The play from award-winning director Stef O’Driscoll will debut at Manchester’s Royal Exchange Theatre next month and is said to honor the British city’s “synonymous links with dance, music and rave culture,” according to its synopsis.
Adding “sweaty dance-offs and drum and bass love anthems” to Shakespeare’s over 400-year-old comedy, O’Driscoll’s reinterpretation is set in modern-day Manchester instead of Athens.
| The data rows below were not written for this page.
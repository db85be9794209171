use alloy::primitives::{Address, TxHash, B256, U256};
use serde::Serialize;

#[derive(Serialize)]
pub struct DeployOutput {
    pub safe_address: Address,
    #[serde(skip_serializing_if = "Option::is_none")]
    pub tx_hash: Option<TxHash>,
    pub owners: Vec<Address>,
    pub threshold: u64,
    pub already_deployed: bool,
}

impl DeployOutput {
    pub fn print(&self, json: bool) {
        if json {
            println!("{}", serde_json::to_string_pretty(self).unwrap());
        } else {
            println!("Safe Address: {}", self.safe_address);
            if self.already_deployed {
                println!("  Status: Already deployed");
            } else if let Some(tx_hash) = self.tx_hash {
                println!("  Tx Hash: {}", tx_hash);
            }
            println!("  Threshold: {}", self.threshold);
            println!("  Owners:");
            for (i, owner) in self.owners.iter().enumerate() {
                println!("    {}: {}", i + 1, owner);
            }
        }
    }
}

#[derive(Serialize)]
pub struct TransferOutput {
    pub safe_tx_hash: B256,
    pub nonce: U256,
    pub signatures: usize,
    pub relayed: bool,
    #[serde(skip_serializing_if = "Vec::is_empty")]
    pub warnings: Vec<String>,
    pub tx_hash: TxHash,
    pub success: bool,
    #[serde(skip_serializing_if = "Option::is_none")]
    pub block_number: Option<u64>,
    pub gas_used: u64,
}

impl TransferOutput {
    pub fn print(&self, json: bool) {
        if json {
            println!("{}", serde_json::to_string_pretty(self).unwrap());
        } else {
            println!("Transfer Executed:");
            println!("  Safe Tx Hash: {}", self.safe_tx_hash);
            println!("  Nonce: {}", self.nonce);
            println!("  Signatures: {}", self.signatures);
            println!("  Relayed: {}", self.relayed);
            println!("  Tx Hash: {}", self.tx_hash);
            println!("  Success: {}", self.success);
            if let Some(block) = self.block_number {
                println!("  Block: {}", block);
            }
            println!("  Gas Used: {}", self.gas_used);
            for warning in &self.warnings {
                println!("  Warning: {}", warning);
            }
        }
    }
}

#[derive(Serialize)]
pub struct SafeInfoOutput {
    pub address: Address,
    pub balance: U256,
    pub nonce: U256,
    pub threshold: u64,
    pub owners: Vec<Address>,
}

impl SafeInfoOutput {
    pub fn print(&self, json: bool) {
        if json {
            println!("{}", serde_json::to_string_pretty(self).unwrap());
        } else {
            println!("Safe: {}", self.address);
            println!("Balance: {} wei", self.balance);
            println!("Nonce: {}", self.nonce);
            println!("Threshold: {}", self.threshold);
            println!("Owners:");
            for (i, owner) in self.owners.iter().enumerate() {
                println!("  {}: {}", i + 1, owner);
            }
        }
    }
}

pub fn confirm_prompt(message: &str) -> bool {
    use dialoguer::Confirm;

    Confirm::new()
        .with_prompt(message)
        .default(false)
        .interact()
        .unwrap_or(false)
}
//! The transaction-approval workflow: propose, collect signatures, relay
//! best-effort, execute once.

use std::fmt;

use alloy::network::AnyNetwork;
use alloy::primitives::{Address, Bytes, B256, U256};
use alloy::providers::Provider;
use alloy::signers::local::PrivateKeySigner;
use tracing::{info, warn};

use crate::collect::SignatureCollector;
use crate::error::{Error, Result};
use crate::execute::{execute_transaction, ExecutionResult};
use crate::proposal::ProposalBuilder;
use crate::relay::RelayClient;
use crate::safe::SafeClient;
use crate::types::SafeTransaction;

/// Non-fatal condition observed during a pipeline run.
///
/// Warnings are accumulated on the report instead of interrupting the flow;
/// the caller decides whether they matter.
#[derive(Debug, Clone)]
pub enum Warning {
    /// A transaction-service call failed and was bypassed
    Relay {
        /// Which relay call failed ("propose" or "confirm")
        stage: &'static str,
        reason: String,
    },
    /// The Safe's signature-check predicate rejected the aggregate
    Validity { reason: String },
}

impl fmt::Display for Warning {
    fn fmt(&self, f: &mut fmt::Formatter<'_>) -> fmt::Result {
        match self {
            Warning::Relay { stage, reason } => {
                write!(f, "relay {stage} skipped: {reason}")
            }
            Warning::Validity { reason } => {
                write!(f, "local validity check failed: {reason}")
            }
        }
    }
}

/// Outcome of one transfer pipeline run
#[derive(Debug)]
pub struct TransferReport {
    /// Hash the owners signed
    pub safe_tx_hash: B256,
    /// Safe nonce the proposal was sealed with
    pub nonce: U256,
    /// Safe balance observed before execution
    pub balance_before: U256,
    /// Number of signatures attached at execution time
    pub signatures: usize,
    /// Whether the transaction service accepted the proposal
    pub relayed: bool,
    /// Non-fatal conditions encountered along the way
    pub warnings: Vec<Warning>,
    /// The on-chain execution result
    pub execution: ExecutionResult,
}

/// Coordinates the full approval workflow for one Safe.
///
/// Owns the client, the locally available signer credentials, and an
/// optional relay. One instance runs one flow at a time; the Safe nonce is
/// read once per proposal and never re-checked, so concurrent coordinators
/// against the same Safe are the operator's problem, not this type's.
pub struct Coordinator<P> {
    safe: SafeClient<P>,
    signers: Vec<PrivateKeySigner>,
    relay: Option<RelayClient>,
}

impl<P> Coordinator<P>
where
    P: Provider<AnyNetwork> + Clone + 'static,
{
    /// Creates a coordinator. At least one signer credential is required;
    /// the first one doubles as the relayer of the final on-chain call.
    pub fn new(
        safe: SafeClient<P>,
        signers: Vec<PrivateKeySigner>,
        relay: Option<RelayClient>,
    ) -> Result<Self> {
        if signers.is_empty() {
            return Err(Error::Config("at least one signer credential is required".into()));
        }
        Ok(Self {
            safe,
            signers,
            relay,
        })
    }

    /// The Safe this coordinator operates on
    pub fn safe(&self) -> &SafeClient<P> {
        &self.safe
    }

    /// Runs the full pipeline once: propose → collect → relay (best-effort)
    /// → execute. Returns a report carrying the execution result and any
    /// warnings; fails only on fatal stages (proposal, signing, execution).
    pub async fn transfer(&self, proposal: ProposalBuilder) -> Result<TransferReport> {
        let threshold = self.safe.threshold().await?;
        let balance_before = self.safe.balance().await?;
        info!(safe = %self.safe.address(), %balance_before, threshold, "starting approval workflow");

        let mut tx = proposal.build(&self.safe).await?;
        let nonce = tx.params.nonce;
        let safe_tx_hash = tx.hash;

        let signatures = SignatureCollector::new(&self.signers, threshold)
            .collect(&mut tx)
            .await?;

        let mut warnings = Vec::new();

        // advisory check; execution is the authoritative rejection point
        let verdict = self.safe.check_signatures(&tx).await;
        if !verdict.valid {
            let reason = verdict.reason.unwrap_or_else(|| "unknown".into());
            warn!(%reason, "aggregated transaction failed local validity check; continuing");
            warnings.push(Warning::Validity { reason });
        }

        let relayed = match &self.relay {
            Some(relay) => self.relay_best_effort(relay, &tx, &mut warnings).await,
            None => false,
        };

        let execution =
            execute_transaction(self.safe.provider(), self.safe.address(), threshold, &tx).await?;

        Ok(TransferReport {
            safe_tx_hash,
            nonce,
            balance_before,
            signatures,
            relayed,
            warnings,
            execution,
        })
    }

    /// Shares the proposal and collected signatures with the transaction
    /// service. Never fails: every error is downgraded to a warning.
    /// Confirmations are only attempted after an accepted proposal, since
    /// the service keys them on a stored record.
    async fn relay_best_effort(
        &self,
        relay: &RelayClient,
        tx: &SafeTransaction,
        warnings: &mut Vec<Warning>,
    ) -> bool {
        // the proposer is the first credential that actually signed
        let Some((sender, first_signature)) = self.first_collected_signature(tx) else {
            return false;
        };

        if let Err(e) = relay
            .propose_transaction(self.safe.address(), tx, sender, first_signature)
            .await
        {
            warnings.push(Warning::Relay {
                stage: "propose",
                reason: e.to_string(),
            });
            return false;
        }

        for (signer, signature) in tx.signatures.iter() {
            if *signer == sender {
                continue;
            }
            if let Err(e) = relay.confirm_transaction(tx.hash, *signer, signature).await {
                warnings.push(Warning::Relay {
                    stage: "confirm",
                    reason: e.to_string(),
                });
            }
        }

        true
    }

    /// The earliest credential (in configured order) that has a signature on
    /// the transaction, together with that signature.
    fn first_collected_signature<'t>(
        &self,
        tx: &'t SafeTransaction,
    ) -> Option<(Address, &'t Bytes)> {
        self.signers.iter().find_map(|signer| {
            let address = signer.address();
            tx.signatures.get(&address).map(|sig| (address, sig))
        })
    }
}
The Palace of Theseus is now a nightclub of the same name, where four young lovestruck ravers settle their quarrels with dance battles.
Rising Manchester-based producer-vocalist SALO, fresh from a main stage performance at the city’s famous Parklife festival in June, will soundtrack the production and assume the role of the Moon, the goddess of music who oversees the “hedonistic” world of O’Driscoll’s creation.
The play is inspired by O’Driscoll’s own personal connection to Manchester’s drum & bass scene, forged over a lifetime of dancefloor memories that the director says reflect the themes of love, loss, jealousy, and betrayal in A Midsummer Night’s Dream.
“My relationship with Manchester has always been through its beautiful rave scene, mainly drum and bass and jungle music,” O’Driscoll said in a statement. “I’ve had some of the best nights out here in Manchester, with the music of talented local artists serving as the soundtrack through messy heartaches, painful unrequited love to that new fizzy kind of love.”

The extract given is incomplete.